+++ Working data
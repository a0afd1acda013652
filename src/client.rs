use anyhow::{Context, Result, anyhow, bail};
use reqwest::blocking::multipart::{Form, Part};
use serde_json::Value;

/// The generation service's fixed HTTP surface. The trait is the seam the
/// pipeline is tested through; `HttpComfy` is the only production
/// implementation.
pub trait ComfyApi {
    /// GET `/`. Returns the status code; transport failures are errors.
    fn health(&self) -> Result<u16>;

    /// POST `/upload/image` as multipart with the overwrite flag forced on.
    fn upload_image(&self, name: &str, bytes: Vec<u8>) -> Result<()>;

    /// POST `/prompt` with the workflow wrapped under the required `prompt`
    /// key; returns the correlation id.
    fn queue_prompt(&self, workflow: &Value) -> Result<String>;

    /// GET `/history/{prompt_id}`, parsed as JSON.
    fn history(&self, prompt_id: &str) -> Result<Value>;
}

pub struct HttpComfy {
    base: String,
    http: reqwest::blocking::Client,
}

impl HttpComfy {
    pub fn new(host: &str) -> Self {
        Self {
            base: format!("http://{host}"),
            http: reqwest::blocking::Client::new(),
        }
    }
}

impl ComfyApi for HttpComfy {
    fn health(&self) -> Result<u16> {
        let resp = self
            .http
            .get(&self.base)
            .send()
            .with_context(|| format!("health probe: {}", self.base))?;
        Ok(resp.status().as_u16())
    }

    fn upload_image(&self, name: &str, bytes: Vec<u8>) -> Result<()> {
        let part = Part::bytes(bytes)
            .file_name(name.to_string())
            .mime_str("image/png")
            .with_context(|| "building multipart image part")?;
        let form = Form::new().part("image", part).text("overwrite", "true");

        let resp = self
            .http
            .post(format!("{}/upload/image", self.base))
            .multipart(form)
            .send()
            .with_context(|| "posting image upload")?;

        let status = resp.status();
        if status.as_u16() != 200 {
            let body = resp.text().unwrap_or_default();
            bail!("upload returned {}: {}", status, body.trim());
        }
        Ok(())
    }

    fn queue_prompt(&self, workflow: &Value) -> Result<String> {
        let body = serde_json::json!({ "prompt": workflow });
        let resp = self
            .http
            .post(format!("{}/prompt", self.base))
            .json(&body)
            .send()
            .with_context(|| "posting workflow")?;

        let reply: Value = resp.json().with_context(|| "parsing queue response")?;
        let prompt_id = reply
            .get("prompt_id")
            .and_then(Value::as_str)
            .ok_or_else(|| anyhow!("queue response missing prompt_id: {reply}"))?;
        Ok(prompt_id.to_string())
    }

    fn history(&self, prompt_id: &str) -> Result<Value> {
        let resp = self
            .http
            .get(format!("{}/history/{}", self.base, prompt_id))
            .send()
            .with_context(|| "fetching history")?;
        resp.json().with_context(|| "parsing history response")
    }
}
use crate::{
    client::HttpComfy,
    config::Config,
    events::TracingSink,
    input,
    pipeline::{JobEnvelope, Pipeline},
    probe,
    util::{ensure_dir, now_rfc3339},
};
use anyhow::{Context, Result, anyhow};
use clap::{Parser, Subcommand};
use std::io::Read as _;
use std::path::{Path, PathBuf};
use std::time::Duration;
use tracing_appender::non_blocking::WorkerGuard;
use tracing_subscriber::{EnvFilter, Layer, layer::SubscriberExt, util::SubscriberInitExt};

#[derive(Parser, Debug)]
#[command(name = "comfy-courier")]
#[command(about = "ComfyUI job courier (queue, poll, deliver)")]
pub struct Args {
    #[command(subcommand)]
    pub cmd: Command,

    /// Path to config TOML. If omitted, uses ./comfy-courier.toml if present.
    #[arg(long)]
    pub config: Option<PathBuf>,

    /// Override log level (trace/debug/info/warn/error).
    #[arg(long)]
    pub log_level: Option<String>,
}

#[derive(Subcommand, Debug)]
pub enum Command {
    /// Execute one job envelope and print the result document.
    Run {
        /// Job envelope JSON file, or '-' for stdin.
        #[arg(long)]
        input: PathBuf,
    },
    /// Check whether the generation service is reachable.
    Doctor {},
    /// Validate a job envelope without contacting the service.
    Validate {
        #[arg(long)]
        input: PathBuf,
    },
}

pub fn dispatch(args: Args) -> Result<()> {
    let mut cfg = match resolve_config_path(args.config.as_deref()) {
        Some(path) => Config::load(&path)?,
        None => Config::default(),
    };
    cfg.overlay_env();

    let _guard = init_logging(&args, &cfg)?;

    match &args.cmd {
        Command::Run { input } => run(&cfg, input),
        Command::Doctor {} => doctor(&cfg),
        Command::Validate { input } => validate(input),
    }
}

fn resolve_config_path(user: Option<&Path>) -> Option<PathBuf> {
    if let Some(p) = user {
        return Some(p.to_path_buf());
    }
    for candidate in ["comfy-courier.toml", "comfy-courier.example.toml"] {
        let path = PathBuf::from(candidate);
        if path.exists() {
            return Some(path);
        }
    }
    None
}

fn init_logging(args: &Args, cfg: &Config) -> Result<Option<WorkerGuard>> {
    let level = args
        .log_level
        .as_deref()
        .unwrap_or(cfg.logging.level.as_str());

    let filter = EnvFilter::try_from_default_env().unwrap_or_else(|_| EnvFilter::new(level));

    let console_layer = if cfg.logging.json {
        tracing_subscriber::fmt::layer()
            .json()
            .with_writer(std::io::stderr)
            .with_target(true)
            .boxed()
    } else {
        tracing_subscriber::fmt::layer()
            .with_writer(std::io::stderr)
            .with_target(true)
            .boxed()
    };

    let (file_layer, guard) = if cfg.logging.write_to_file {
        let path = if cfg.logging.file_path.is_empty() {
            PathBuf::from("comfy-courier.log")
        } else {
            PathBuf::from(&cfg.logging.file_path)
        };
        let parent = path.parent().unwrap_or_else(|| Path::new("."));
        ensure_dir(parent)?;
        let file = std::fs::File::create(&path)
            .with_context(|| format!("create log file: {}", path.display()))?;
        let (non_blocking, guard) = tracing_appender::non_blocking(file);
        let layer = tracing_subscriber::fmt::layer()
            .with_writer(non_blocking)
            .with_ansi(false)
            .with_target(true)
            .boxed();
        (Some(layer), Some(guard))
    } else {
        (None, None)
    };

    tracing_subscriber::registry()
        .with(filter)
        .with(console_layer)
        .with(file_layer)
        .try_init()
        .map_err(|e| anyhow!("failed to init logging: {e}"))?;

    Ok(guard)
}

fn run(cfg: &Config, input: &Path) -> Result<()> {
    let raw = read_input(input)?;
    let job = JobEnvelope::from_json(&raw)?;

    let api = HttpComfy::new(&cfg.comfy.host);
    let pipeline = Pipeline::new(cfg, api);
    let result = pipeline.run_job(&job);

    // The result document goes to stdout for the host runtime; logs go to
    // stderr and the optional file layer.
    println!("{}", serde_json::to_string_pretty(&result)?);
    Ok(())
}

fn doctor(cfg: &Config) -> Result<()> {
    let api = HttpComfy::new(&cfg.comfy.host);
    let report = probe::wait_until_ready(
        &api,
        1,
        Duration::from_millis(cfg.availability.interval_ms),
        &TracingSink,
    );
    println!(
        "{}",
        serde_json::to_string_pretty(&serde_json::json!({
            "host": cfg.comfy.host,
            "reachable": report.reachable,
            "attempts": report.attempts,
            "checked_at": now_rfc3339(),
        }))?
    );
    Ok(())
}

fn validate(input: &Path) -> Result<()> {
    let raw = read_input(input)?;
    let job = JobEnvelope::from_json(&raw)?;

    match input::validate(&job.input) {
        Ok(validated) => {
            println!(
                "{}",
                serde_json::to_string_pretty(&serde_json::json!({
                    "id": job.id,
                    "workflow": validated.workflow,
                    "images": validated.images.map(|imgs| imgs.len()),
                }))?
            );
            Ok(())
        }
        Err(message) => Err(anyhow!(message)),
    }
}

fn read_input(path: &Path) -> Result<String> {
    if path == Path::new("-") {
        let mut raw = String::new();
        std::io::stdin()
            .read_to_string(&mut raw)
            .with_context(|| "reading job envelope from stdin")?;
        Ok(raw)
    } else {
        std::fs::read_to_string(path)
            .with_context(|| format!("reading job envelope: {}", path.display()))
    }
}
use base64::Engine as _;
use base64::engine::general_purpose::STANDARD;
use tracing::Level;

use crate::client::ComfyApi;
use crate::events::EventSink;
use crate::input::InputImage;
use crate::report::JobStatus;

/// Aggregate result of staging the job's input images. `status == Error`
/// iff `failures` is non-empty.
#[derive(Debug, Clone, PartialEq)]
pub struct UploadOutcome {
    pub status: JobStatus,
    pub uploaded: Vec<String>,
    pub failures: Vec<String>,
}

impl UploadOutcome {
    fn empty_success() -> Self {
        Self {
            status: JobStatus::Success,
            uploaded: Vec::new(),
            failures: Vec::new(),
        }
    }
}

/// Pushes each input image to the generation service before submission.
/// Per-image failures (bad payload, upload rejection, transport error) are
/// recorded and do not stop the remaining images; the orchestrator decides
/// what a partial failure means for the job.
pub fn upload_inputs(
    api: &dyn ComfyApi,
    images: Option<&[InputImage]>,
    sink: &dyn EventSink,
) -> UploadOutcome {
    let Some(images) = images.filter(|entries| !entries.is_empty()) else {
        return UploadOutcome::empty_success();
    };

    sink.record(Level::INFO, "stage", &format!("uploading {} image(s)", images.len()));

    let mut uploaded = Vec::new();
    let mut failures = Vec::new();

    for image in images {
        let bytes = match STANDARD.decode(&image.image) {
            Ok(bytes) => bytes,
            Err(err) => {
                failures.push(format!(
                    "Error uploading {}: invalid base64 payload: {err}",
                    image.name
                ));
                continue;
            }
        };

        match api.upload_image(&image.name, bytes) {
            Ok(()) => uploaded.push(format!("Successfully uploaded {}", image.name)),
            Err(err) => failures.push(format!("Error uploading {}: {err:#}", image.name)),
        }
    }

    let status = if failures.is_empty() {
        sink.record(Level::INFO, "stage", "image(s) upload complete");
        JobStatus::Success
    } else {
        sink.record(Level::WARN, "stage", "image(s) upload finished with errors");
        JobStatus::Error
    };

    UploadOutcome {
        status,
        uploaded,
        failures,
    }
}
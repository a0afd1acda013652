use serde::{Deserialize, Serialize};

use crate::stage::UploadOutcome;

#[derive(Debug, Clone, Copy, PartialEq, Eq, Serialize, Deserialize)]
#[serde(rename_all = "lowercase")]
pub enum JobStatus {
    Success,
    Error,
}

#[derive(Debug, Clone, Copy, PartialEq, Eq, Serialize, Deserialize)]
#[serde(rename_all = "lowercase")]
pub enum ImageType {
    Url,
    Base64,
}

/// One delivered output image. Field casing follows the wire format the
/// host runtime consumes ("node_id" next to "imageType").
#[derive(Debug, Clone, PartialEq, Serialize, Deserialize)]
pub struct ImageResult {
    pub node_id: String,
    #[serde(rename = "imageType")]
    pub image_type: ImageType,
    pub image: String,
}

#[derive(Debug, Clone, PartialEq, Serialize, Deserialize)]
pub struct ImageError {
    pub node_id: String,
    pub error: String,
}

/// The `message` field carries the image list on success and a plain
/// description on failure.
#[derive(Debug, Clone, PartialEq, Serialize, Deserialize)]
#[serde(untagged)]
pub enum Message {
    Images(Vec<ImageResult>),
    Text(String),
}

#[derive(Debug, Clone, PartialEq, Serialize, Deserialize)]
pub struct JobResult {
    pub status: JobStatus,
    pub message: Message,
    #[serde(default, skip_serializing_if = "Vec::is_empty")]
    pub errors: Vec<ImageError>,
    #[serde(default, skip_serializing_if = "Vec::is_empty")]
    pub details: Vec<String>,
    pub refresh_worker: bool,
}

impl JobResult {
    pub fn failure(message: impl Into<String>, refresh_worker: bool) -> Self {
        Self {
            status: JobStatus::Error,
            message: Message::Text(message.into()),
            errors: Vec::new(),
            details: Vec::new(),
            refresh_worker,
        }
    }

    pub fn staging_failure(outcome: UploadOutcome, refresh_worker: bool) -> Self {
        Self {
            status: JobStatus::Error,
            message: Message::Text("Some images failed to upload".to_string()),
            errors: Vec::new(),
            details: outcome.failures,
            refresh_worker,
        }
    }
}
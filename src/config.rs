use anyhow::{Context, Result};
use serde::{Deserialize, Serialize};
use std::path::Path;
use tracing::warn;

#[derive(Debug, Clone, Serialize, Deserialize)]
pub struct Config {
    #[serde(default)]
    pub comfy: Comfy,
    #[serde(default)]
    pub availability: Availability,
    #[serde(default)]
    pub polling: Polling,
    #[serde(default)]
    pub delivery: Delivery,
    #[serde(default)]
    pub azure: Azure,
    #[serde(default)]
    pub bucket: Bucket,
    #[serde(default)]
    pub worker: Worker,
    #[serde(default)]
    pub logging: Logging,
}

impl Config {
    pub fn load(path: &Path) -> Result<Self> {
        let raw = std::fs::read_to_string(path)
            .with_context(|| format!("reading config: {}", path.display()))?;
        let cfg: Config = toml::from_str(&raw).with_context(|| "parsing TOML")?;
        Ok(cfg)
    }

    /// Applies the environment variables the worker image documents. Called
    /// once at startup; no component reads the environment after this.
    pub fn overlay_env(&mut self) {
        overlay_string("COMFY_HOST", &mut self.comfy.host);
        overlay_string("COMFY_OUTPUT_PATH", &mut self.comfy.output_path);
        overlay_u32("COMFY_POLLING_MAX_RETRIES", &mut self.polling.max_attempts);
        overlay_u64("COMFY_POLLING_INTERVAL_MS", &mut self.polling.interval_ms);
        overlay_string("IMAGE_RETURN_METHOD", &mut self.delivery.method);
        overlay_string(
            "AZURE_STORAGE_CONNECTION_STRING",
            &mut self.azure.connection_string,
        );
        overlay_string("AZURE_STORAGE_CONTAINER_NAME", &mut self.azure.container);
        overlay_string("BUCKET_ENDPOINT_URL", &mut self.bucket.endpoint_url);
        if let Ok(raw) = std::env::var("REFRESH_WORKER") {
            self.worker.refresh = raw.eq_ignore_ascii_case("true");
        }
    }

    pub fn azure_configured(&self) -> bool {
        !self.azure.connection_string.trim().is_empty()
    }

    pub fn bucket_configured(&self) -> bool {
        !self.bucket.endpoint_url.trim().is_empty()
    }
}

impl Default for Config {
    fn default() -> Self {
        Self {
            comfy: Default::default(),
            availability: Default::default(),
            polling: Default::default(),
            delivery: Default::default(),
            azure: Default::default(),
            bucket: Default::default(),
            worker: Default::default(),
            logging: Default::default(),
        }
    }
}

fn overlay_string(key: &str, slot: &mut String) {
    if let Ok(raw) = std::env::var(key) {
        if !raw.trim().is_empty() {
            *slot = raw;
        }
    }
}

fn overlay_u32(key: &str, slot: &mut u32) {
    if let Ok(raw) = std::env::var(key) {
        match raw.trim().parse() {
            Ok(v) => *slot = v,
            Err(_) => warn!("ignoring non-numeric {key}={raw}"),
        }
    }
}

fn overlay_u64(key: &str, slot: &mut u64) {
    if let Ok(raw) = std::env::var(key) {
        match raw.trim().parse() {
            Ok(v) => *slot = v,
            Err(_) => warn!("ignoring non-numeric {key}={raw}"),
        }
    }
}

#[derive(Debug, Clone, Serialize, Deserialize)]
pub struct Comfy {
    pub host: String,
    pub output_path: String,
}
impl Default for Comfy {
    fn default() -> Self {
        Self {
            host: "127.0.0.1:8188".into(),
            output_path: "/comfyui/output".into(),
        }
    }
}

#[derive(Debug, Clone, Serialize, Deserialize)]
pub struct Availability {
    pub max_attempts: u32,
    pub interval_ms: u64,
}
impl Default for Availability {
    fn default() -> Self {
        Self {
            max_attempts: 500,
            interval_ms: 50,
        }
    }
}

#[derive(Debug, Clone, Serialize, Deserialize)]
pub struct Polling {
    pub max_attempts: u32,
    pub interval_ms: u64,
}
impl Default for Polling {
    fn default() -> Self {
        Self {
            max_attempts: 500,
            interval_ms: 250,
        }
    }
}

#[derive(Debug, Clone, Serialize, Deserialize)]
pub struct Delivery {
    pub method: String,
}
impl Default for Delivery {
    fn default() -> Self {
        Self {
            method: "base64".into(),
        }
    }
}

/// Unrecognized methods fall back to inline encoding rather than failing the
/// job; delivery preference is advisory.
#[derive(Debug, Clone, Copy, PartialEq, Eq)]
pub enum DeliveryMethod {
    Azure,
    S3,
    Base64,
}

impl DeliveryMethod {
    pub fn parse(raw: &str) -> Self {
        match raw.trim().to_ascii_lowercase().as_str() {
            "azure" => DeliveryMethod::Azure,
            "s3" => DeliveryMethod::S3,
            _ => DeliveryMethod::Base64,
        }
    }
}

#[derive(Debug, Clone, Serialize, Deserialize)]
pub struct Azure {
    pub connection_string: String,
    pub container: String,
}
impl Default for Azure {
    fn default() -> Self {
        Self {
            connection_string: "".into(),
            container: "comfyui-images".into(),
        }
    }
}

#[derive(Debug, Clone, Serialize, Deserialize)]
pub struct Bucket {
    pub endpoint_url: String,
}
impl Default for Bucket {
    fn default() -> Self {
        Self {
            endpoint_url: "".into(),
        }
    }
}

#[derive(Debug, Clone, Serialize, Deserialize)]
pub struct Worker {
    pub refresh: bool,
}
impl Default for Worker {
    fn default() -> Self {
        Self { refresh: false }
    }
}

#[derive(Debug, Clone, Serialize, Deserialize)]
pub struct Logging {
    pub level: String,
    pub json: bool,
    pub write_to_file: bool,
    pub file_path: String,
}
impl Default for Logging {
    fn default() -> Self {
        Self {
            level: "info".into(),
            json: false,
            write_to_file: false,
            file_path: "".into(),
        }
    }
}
++++++
Only the lines that contain the string "PathBuf" should be copied from the entries above.

use std::path::{Path, PathBuf};
    pub config: Option<PathBuf>,
        input: PathBuf,
        input: PathBuf,
fn resolve_config_path(user: Option<&Path>) -> Option<PathBuf> {
        let path = PathBuf::from(candidate);
            PathBuf::from("comfy-courier.log")
            PathBuf::from(&cfg.logging.file_path)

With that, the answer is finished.